* **REQUIREMENT**: Reproduce exactly the lines from the one containing "pub(crate) fn present<'de, D, T>(deserializer: D)" through the last line of the records below, both included, and nothing else.

***** DATA TO USE

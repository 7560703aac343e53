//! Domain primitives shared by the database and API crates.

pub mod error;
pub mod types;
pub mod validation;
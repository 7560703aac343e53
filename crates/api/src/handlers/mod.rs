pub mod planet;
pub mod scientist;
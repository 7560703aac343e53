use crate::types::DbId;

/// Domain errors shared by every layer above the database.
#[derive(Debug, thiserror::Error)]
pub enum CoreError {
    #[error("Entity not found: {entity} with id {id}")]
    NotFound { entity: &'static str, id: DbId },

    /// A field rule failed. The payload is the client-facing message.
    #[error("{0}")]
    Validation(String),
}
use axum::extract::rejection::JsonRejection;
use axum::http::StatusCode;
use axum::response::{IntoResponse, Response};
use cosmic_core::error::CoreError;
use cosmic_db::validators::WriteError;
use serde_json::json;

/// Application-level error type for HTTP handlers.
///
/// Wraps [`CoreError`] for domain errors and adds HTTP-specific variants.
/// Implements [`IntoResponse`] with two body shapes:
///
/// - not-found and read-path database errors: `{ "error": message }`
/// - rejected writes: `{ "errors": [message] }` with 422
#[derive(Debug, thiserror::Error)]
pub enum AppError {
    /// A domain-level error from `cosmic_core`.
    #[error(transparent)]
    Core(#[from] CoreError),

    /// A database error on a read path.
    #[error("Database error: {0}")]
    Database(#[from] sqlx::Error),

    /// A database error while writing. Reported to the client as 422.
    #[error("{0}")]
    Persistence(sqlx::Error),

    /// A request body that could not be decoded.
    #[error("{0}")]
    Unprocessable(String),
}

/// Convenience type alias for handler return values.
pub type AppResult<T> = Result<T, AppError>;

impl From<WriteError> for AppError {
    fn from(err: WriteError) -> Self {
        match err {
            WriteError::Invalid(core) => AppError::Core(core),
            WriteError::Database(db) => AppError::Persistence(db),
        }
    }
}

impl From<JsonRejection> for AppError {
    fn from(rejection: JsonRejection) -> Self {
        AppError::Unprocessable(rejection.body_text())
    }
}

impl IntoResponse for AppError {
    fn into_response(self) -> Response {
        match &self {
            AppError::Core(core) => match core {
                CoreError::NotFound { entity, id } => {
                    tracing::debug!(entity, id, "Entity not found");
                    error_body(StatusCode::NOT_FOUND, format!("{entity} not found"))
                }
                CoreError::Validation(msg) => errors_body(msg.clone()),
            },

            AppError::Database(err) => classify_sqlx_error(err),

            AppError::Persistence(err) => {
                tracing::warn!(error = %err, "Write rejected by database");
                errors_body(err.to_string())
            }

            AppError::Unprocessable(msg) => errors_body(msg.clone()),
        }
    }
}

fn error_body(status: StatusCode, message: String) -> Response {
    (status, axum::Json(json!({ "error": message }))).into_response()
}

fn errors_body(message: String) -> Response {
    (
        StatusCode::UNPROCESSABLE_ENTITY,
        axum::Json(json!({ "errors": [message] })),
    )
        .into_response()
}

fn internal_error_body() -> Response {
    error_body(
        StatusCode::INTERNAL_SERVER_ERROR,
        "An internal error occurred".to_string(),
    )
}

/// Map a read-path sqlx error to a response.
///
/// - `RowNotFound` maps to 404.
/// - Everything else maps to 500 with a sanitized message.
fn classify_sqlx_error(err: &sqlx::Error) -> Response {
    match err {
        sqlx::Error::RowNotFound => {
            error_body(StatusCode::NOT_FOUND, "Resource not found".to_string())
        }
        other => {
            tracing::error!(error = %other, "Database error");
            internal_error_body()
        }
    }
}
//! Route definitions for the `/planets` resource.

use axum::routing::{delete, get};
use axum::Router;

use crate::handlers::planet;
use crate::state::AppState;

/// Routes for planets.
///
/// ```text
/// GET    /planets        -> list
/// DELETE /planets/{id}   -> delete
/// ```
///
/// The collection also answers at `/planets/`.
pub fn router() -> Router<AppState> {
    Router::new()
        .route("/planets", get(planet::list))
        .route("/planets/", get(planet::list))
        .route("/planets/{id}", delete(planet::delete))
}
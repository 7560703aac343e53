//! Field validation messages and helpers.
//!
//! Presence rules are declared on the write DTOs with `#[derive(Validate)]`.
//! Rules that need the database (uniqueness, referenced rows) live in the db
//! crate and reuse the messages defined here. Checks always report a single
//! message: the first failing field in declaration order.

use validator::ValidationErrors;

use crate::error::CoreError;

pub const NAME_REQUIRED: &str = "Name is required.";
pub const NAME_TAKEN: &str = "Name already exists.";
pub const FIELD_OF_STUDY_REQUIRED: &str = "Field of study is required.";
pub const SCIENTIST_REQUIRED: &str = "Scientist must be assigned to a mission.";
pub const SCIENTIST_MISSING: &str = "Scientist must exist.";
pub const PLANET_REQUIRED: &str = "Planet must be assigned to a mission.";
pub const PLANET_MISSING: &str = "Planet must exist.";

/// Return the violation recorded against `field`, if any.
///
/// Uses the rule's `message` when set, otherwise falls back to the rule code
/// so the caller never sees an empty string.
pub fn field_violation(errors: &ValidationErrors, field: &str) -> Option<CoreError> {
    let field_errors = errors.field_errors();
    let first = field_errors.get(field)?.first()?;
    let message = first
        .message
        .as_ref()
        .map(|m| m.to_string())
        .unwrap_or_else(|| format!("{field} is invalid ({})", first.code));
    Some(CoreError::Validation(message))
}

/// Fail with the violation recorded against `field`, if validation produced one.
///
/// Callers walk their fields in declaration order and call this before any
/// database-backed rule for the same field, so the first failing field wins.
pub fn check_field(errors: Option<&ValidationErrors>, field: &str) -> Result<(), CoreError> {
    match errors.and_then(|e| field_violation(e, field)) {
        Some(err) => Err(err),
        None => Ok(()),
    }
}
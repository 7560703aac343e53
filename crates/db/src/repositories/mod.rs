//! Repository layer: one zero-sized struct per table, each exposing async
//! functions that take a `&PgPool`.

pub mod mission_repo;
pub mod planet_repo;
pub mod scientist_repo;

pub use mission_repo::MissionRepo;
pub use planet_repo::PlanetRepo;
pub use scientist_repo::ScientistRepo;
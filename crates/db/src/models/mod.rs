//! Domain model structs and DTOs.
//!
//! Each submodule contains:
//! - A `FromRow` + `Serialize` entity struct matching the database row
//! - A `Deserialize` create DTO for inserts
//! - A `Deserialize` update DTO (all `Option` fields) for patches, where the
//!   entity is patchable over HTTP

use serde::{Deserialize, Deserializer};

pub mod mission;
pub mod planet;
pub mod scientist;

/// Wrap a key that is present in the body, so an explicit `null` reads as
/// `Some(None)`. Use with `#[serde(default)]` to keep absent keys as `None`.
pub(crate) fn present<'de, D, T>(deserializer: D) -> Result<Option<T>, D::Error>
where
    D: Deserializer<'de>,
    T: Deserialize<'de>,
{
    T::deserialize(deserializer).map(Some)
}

**********

* **EXERCISE RESULT**:
pub(crate) fn present<'de, D, T>(deserializer: D) -> Result<Option<T>, D::Error>
where
    D: Deserializer<'de>,
    T: Deserialize<'de>,
{
    T::deserialize(deserializer).map(Some)
}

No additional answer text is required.